As coisas mudaram e até os deuses, mas deus não saiu de todo
da cabeça do homem. Antigos persas chegaram a uma conclusão mais redutiva dos
deuses. Deveria haver somente dois: Masda, o deus do bem, que teria criado tudo
de bom, e Arimã, o deus do mal, que teria feito tudo que é ruim. E as mudanças
não pararam por aí. Posto que circundados de povos adoradores do deus boi
(baal) e uma multidão de outros, os hebreus deixaram aquela multidão divina e
passaram a adorar um único deus, Yavé, criador de tudo, do bem e do mal. Hoje,
quase não se vêem outros deuses. Yavé dominou o espaço divino tão amplamente,
que para a maior parte do mundo ele ate perdeu o antigo nome, sendo conhecido
simplesmente como “Deus”, por eles não acreditarem que existam os outros.
Todavia, até podemos também dizer: “Deus não é mais o
mesmo”:
Está na hora de vocês levarem a sério e irem a um museu de
Historia Natural e descobrir que o Theosaurus: nome dado a um fóssil-Deus
encontrado em Jerusalém, descendente direto do Allahsaurus foi morto pela
razão. Aposto que vocês devem estar se perguntando onde fica o cemitério dos
deuses mortos? Este cemitério não existe por que não existem deuses e mesmo se
existissem seriam imortais segundo vocês que os criam! Houve uma época em que
Júpiter era o rei dos deuses e qualquer homem que duvidasse de seu poder era
ipso facto um bárbaro ou um quadrúpede. Haverá hoje um único homem no mundo que
adore Júpiter? E que fim levo Huitzilopochtli? Em um só ano e isto foi há
apenas cerca de quinhentos anos, 50 mil rapazes e moças foram mortos em
sacrifício a ele. Hoje, se alguém se lembra dele, só pode ser um selvagem
errante perdido nos cafundós da floresta mexicana. Falando em Huitzilopochtli,
logo vem à memória seu irmão Tezcatilpoca. Tezcatilpoca era quase tão poderoso:
devorava 25mil virgens por ano. Levem-me a seu túmulo: prometo chorar e
depositar uma couronne des perles. Mas quem sabe onde fica? (...) Arianrod,
Nuada, Argetlam, Morrigu, Tagd, Govannon, Goibniu, Gunfled, Odim, Dagda, Ogma,
Ogurvan, Marzin, Dea Dia, Marte, Iuno Lucina, Diana de Éfeso, Saturno, Robigus,
Furrina, Plutão, Cronos, Vesta, Engurra, Zer-panitu, Belus, Merodach, Ubililu,
Elum, U-dimmer-an-kia, Marduk, U-sab-sib, Nin, U-Mersi, Perséfone, Tammuz,
Istar, Vênus, Lagas , Belis, Nirig, Nusku, Nebo, Aa, En-Mersi, Sin, Assur,
Apsu, Beltu, Elali, Kusky-banda, Mami, Nin-azu, Zaraqu, Qarradu, Zagaga, Ueras.
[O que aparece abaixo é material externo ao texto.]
//! The stepping engine.
//!
//! An automaton owns its grid, the rule's auxiliary state, a seeded RNG and
//! the history of every generation. Each step counts neighbors, applies the
//! rule, checks the result and only then commits it, so a failing step leaves
//! the automaton exactly as it was.

use rand::SeedableRng;
use tracing::{debug, trace};

use super::grid::{Grid, Shape};
use super::kernel::Kernel;
use super::neighbors::count_code;
use crate::config::AutomatonConfig;
use crate::error::{ConfigError, RuleError, StepError};
use crate::rules::{CellRng, Rule};

/// Lifecycle of an automaton.
#[derive(Debug, Clone, Copy, PartialEq, Eq)]
pub enum Phase {
    /// History holds only the initial grid.
    Initialized,
    /// At least one step has completed.
    Stepped,
}

pub struct CellularAutomaton<R: Rule> {
    grid: Grid,
    aux: R::Aux,
    kernel: Kernel,
    rule: R,
    config: AutomatonConfig,
    rng: CellRng,
    history: Vec<Grid>,
}

impl<R: Rule> CellularAutomaton<R> {
    /// Build an automaton from an explicit initial grid.
    ///
    /// Fails if the kernel does not match the grid's dimensionality or the grid
    /// holds a code the rule does not define.
    pub fn new(
        grid: Grid,
        kernel: Kernel,
        rule: R,
        config: AutomatonConfig,
    ) -> Result<Self, ConfigError> {
        kernel.check_shape(grid.shape())?;
        rule.validate(grid.shape(), &kernel)?;
        rule.states().validate_grid(&grid)?;

        let aux = rule.initial_aux(grid.shape());
        let rng = CellRng::seed_from_u64(config.seed);
        Ok(Self::assemble(grid, aux, kernel, rule, config, rng))
    }

    /// Build an automaton whose initial grid comes from the rule's initializer.
    ///
    /// The initializer draws from the automaton's own RNG, so the seed fixes
    /// both the initial grid and every later step.
    pub fn from_rule(
        rule: R,
        shape: Shape,
        kernel: Kernel,
        config: AutomatonConfig,
    ) -> Result<Self, ConfigError> {
        kernel.check_shape(&shape)?;
        rule.validate(&shape, &kernel)?;

        let mut rng = CellRng::seed_from_u64(config.seed);
        let (grid, aux) = rule.initialize(&shape, &mut rng)?;
        if grid.shape() != &shape {
            return Err(ConfigError::CellCount {
                expected: shape.len(),
                got: grid.len(),
            });
        }
        rule.states().validate_grid(&grid)?;
        Ok(Self::assemble(grid, aux, kernel, rule, config, rng))
    }

    fn assemble(
        grid: Grid,
        aux: R::Aux,
        kernel: Kernel,
        rule: R,
        config: AutomatonConfig,
        rng: CellRng,
    ) -> Self {
        debug!(
            shape = %grid.shape(),
            boundary = ?config.boundary,
            seed = config.seed,
            kernel_weight = kernel.weight_sum(),
            "Automaton created"
        );
        let history = vec![grid.clone()];
        CellularAutomaton {
            grid,
            aux,
            kernel,
            rule,
            config,
            rng,
            history,
        }
    }

    /// Advance one generation and return the new grid.
    ///
    /// On error nothing changes: grid, auxiliary state, RNG position and
    /// history are all left as they were before the call.
    pub fn step(&mut self) -> Result<&Grid, StepError> {
        let generation = self.generation() + 1;
        let fail = |source: RuleError| StepError { generation, source };

        let counts = count_code(
            &self.grid,
            &self.kernel,
            self.config.boundary,
            self.rule.counted_code(),
        );

        let mut rng = self.rng.clone();
        let (next, aux) = self
            .rule
            .apply(&self.grid, &counts, &self.aux, &mut rng)
            .map_err(fail)?;

        if next.shape() != self.grid.shape() {
            return Err(fail(RuleError::ShapeMismatch {
                expected: self.grid.len(),
                got: next.len(),
            }));
        }
        if let Some((index, code)) = self.rule.states().first_unknown(&next) {
            return Err(fail(RuleError::UnknownCode { index, code }));
        }

        trace!(
            generation,
            population = next.count(self.rule.counted_code()),
            "Step committed"
        );

        self.rng = rng;
        self.aux = aux;
        self.history.push(next.clone());
        self.grid = next;
        Ok(&self.grid)
    }

    /// Advance `count` generations.
    ///
    /// Stops at the first failing step; every step completed before it stays
    /// in the history.
    pub fn step_n(&mut self, count: usize) -> Result<&Grid, StepError> {
        for _ in 0..count {
            self.step()?;
        }
        Ok(&self.grid)
    }

    /// Every grid produced so far, starting with the initial grid.
    pub fn history(&self) -> &[Grid] {
        &self.history
    }

    pub fn into_history(self) -> Vec<Grid> {
        self.history
    }

    /// The current grid.
    pub fn grid(&self) -> &Grid {
        &self.grid
    }

    pub fn aux(&self) -> &R::Aux {
        &self.aux
    }

    /// Number of completed steps.
    pub fn generation(&self) -> u64 {
        (self.history.len() - 1) as u64
    }

    pub fn phase(&self) -> Phase {
        if self.history.len() > 1 {
            Phase::Stepped
        } else {
            Phase::Initialized
        }
    }

    pub fn shape(&self) -> &Shape {
        self.grid.shape()
    }

    pub fn kernel(&self) -> &Kernel {
        &self.kernel
    }

    pub fn rule(&self) -> &R {
        &self.rule
    }

    pub fn config(&self) -> &AutomatonConfig {
        &self.config
    }
}
use crate::models::error::SError;
use crate::models::host::HostMod;
use crate::models::mod_dto::InstalledMod;
use camino::{Utf8Path, Utf8PathBuf};
use std::collections::HashMap;
use std::fs::File;
use tracing::{debug, info, warn};
use walkdir::WalkDir;

/// Ids the host reports that are not real mods.
pub const BLOCKED_IDS: [&str; 2] = ["java", "minecraft"];
/// Loader internals all share this id prefix.
pub const HOST_ID_PREFIX: &str = "fabric";
pub const METADATA_FILE: &str = "fabric.mod.json";
pub const ARCHIVE_EXTENSION: &str = "jar";

/// Turns the host's mod list into the set of mods worth checking for updates.
pub struct InventoryScanner {
    mods_dir: Utf8PathBuf,
}

impl InventoryScanner {
    pub fn new(mods_dir: impl Into<Utf8PathBuf>) -> Self {
        Self {
            mods_dir: mods_dir.into(),
        }
    }

    pub fn mods_dir(&self) -> &Utf8Path {
        &self.mods_dir
    }

    /// Filters the host inventory down to updatable mods. A mod is dropped if
    /// it is a host pseudo-mod, build-generated, or has no archive on disk.
    pub fn scan(&self, host_mods: &[HostMod]) -> Result<Vec<InstalledMod>, SError> {
        let archives = self.index_archives()?;

        let mods: Vec<InstalledMod> = host_mods
            .iter()
            .filter(|m| Self::is_checkable(m))
            .filter(|m| {
                let present = archives.contains_key(&m.id);
                if !present {
                    info!(mod_id = %m.id, "skipping update check, no archive in mods folder");
                }
                present
            })
            .map(HostMod::to_installed)
            .collect();

        debug!(count = mods.len(), "inventory scanned");
        Ok(mods)
    }

    /// Builds the inventory straight from the archives in the mods folder.
    pub fn scan_dir(&self) -> Result<Vec<InstalledMod>, SError> {
        let mut host_mods: Vec<HostMod> = self
            .archives()?
            .iter()
            .filter_map(|jar| Self::read_metadata_logged(jar))
            .collect();
        host_mods.sort_by(|a, b| a.id.cmp(&b.id));
        host_mods.dedup_by(|a, b| a.id == b.id);
        self.scan(&host_mods)
    }

    /// Maps mod id to the archive that declares it.
    pub fn index_archives(&self) -> Result<HashMap<String, Utf8PathBuf>, SError> {
        Ok(self
            .archives()?
            .into_iter()
            .filter_map(|jar| Self::read_metadata_logged(&jar).map(|meta| (meta.id, jar)))
            .collect())
    }

    pub fn is_checkable(m: &HostMod) -> bool {
        !m.id.starts_with(HOST_ID_PREFIX) && !m.is_generated() && !BLOCKED_IDS.contains(&m.id.as_str())
    }

    /// Reads the loader metadata packaged inside one archive.
    pub fn read_metadata(jar: &Utf8Path) -> Result<HostMod, SError> {
        let mut archive = zip::ZipArchive::new(File::open(jar)?)?;
        let entry = archive.by_name(METADATA_FILE)?;
        Ok(serde_json::from_reader(entry)?)
    }

    fn read_metadata_logged(jar: &Utf8Path) -> Option<HostMod> {
        Self::read_metadata(jar)
            .inspect_err(|e| warn!(archive = %jar, error = %e, "unreadable mod archive"))
            .ok()
    }

    fn archives(&self) -> Result<Vec<Utf8PathBuf>, SError> {
        if !self.mods_dir.is_dir() {
            warn!(dir = %self.mods_dir, "mods folder does not exist");
            return Ok(Vec::new());
        }

        let mut jars: Vec<Utf8PathBuf> = WalkDir::new(&self.mods_dir)
            .max_depth(1)
            .into_iter()
            .filter_map(|e| e.ok())
            .filter(|e| e.file_type().is_file())
            .filter_map(|e| Utf8PathBuf::from_path_buf(e.into_path()).ok())
            .filter(|p| p.extension() == Some(ARCHIVE_EXTENSION))
            .collect();
        jars.sort();
        Ok(jars)
    }
}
Peça ao seu padre que lhe empreste um bom livro sobre religião comparada: você
encontrará todos eles devidamente listados. Todos foram deuses da mais alta
dignidade – deuses de povos civilizados –, adorados e venerados por milhões.
Todos eram onipotentes, oniscientes e imortais. E todos estão mortos.” (Henry
Louis Mencken).
A forma como encaramos Deus é, felizmente, mutável. Ishtar,
Afrodite, Mitra, Wotan e vários outros panteões foram esquecidos.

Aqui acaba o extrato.